Give back, unchanged, each line from the one containing "Duration::from_millis(self.watch_interval_ms)" through the last line of the entries below.

[Entries taken from a collection]

########

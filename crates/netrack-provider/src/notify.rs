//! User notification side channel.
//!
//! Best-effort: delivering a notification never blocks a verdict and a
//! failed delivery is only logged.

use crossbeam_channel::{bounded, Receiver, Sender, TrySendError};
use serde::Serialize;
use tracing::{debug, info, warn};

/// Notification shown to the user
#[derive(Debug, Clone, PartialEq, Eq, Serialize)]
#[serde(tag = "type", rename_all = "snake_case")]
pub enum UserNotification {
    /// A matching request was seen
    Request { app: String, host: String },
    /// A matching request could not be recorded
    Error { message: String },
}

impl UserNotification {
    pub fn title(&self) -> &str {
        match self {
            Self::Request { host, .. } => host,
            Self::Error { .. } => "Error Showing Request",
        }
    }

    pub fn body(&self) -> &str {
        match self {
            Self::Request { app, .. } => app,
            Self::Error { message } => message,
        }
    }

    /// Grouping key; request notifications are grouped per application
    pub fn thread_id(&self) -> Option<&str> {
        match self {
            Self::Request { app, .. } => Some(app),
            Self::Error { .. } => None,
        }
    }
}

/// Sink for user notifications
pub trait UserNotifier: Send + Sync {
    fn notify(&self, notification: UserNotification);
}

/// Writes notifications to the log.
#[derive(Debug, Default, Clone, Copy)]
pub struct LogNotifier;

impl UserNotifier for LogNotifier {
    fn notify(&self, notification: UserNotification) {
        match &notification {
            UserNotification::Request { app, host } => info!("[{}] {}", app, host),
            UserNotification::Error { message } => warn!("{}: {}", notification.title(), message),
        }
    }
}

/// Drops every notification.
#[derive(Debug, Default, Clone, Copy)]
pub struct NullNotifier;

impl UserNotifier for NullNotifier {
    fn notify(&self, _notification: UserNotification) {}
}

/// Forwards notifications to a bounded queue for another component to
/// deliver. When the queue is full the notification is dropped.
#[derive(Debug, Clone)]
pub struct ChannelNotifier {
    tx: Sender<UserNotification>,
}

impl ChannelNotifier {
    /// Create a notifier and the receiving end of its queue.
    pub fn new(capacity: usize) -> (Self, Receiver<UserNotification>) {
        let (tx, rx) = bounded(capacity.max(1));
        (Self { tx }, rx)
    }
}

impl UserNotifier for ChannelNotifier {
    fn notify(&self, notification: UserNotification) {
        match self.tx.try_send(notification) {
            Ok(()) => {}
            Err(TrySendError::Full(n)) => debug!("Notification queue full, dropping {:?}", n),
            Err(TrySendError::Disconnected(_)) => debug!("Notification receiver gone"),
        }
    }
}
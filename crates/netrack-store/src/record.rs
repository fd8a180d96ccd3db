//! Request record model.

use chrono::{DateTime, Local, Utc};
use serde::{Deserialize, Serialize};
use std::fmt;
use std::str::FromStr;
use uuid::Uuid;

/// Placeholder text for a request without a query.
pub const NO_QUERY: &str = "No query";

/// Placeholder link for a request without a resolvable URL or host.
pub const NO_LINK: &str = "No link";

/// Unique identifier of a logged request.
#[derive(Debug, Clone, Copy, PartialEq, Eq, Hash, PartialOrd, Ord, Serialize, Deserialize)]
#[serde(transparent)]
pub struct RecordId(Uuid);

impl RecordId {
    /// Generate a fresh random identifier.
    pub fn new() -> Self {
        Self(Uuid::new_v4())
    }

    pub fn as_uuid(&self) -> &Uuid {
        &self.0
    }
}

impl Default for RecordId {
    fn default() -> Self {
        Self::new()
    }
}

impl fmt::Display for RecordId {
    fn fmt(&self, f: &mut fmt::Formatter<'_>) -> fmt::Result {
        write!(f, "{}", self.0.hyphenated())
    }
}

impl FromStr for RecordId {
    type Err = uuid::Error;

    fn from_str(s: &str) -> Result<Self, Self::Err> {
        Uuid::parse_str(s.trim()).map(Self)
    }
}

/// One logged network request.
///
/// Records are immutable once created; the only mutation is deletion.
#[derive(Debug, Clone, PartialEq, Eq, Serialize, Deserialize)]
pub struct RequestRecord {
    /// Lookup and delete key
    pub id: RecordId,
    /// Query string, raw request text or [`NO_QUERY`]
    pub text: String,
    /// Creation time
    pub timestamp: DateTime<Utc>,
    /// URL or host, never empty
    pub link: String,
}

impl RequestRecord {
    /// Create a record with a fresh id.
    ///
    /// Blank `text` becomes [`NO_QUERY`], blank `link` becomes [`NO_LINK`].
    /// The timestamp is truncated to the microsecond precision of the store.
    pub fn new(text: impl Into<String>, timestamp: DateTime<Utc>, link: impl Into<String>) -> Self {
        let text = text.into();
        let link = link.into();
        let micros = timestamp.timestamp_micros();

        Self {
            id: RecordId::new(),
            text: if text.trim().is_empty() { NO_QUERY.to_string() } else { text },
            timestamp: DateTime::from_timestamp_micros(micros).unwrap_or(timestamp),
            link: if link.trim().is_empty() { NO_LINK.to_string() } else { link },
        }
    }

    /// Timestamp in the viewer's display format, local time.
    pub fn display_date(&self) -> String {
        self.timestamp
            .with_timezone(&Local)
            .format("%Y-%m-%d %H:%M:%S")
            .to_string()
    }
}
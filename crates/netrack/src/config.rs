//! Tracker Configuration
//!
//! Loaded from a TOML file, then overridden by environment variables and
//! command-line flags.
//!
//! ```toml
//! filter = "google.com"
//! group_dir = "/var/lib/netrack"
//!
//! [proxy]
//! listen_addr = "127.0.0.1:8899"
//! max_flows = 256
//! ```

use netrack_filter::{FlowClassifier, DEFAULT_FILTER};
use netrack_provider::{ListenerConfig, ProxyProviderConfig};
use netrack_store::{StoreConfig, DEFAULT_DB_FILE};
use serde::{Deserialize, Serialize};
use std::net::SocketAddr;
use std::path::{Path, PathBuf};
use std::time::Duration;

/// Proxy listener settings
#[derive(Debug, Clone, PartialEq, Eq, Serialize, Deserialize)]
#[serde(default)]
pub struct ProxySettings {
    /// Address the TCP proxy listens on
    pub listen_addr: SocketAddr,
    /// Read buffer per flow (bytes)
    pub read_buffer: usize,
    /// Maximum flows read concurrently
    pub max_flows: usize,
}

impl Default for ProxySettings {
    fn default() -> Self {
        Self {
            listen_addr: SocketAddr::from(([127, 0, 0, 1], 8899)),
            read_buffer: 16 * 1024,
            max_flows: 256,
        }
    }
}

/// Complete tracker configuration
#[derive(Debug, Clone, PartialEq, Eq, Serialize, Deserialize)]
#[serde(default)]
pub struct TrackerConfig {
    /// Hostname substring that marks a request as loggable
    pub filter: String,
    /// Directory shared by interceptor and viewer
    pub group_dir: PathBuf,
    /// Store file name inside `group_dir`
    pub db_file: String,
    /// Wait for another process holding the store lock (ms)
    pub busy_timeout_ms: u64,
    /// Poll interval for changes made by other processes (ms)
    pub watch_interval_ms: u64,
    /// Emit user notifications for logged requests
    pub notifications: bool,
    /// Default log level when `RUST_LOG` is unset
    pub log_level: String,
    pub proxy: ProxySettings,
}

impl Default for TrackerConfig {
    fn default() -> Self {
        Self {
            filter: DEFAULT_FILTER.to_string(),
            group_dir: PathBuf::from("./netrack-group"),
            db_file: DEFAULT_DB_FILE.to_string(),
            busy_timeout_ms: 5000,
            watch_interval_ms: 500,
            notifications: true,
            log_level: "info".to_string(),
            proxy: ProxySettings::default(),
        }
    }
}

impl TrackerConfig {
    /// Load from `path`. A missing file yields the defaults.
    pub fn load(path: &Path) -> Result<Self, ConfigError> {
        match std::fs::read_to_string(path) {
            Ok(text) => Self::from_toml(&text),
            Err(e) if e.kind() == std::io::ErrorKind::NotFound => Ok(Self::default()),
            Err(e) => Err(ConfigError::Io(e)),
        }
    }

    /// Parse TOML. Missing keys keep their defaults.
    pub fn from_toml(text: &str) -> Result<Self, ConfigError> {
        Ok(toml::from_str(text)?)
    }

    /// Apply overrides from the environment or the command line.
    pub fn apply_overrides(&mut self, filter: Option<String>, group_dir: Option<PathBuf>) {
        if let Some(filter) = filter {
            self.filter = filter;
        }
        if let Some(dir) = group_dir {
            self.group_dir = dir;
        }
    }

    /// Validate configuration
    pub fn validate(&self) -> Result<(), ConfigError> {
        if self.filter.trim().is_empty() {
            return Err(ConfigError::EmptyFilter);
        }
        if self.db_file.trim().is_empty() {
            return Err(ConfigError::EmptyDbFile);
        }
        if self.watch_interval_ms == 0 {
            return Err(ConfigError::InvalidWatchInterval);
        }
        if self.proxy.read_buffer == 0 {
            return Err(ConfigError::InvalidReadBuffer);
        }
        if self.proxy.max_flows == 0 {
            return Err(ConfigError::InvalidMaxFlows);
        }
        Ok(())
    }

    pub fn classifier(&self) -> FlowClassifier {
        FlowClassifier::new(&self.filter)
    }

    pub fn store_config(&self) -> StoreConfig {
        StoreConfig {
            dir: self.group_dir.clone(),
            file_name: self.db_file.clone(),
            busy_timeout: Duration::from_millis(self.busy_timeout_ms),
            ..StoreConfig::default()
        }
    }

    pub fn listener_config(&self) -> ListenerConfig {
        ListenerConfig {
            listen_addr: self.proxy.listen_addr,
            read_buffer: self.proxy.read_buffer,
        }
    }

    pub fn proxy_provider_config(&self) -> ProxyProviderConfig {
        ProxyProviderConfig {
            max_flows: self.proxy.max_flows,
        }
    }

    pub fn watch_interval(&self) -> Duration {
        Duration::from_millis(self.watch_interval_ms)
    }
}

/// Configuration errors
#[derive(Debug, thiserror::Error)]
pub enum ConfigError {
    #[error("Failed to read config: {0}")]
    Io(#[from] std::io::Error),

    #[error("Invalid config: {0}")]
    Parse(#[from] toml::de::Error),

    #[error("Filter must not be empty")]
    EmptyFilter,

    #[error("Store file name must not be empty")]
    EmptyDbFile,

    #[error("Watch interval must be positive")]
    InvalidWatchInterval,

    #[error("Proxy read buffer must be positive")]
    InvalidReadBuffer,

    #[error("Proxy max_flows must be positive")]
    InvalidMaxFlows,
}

########

▶ Result
        Duration::from_millis(self.watch_interval_ms)
    }
}

/// Configuration errors
#[derive(Debug, thiserror::Error)]
pub enum ConfigError {
    #[error("Failed to read config: {0}")]
    Io(#[from] std::io::Error),

    #[error("Invalid config: {0}")]
    Parse(#[from] toml::de::Error),

    #[error("Filter must not be empty")]
    EmptyFilter,

    #[error("Store file name must not be empty")]
    EmptyDbFile,

    #[error("Watch interval must be positive")]
    InvalidWatchInterval,

    #[error("Proxy read buffer must be positive")]
    InvalidReadBuffer,

    #[error("Proxy max_flows must be positive")]
    InvalidMaxFlows,
}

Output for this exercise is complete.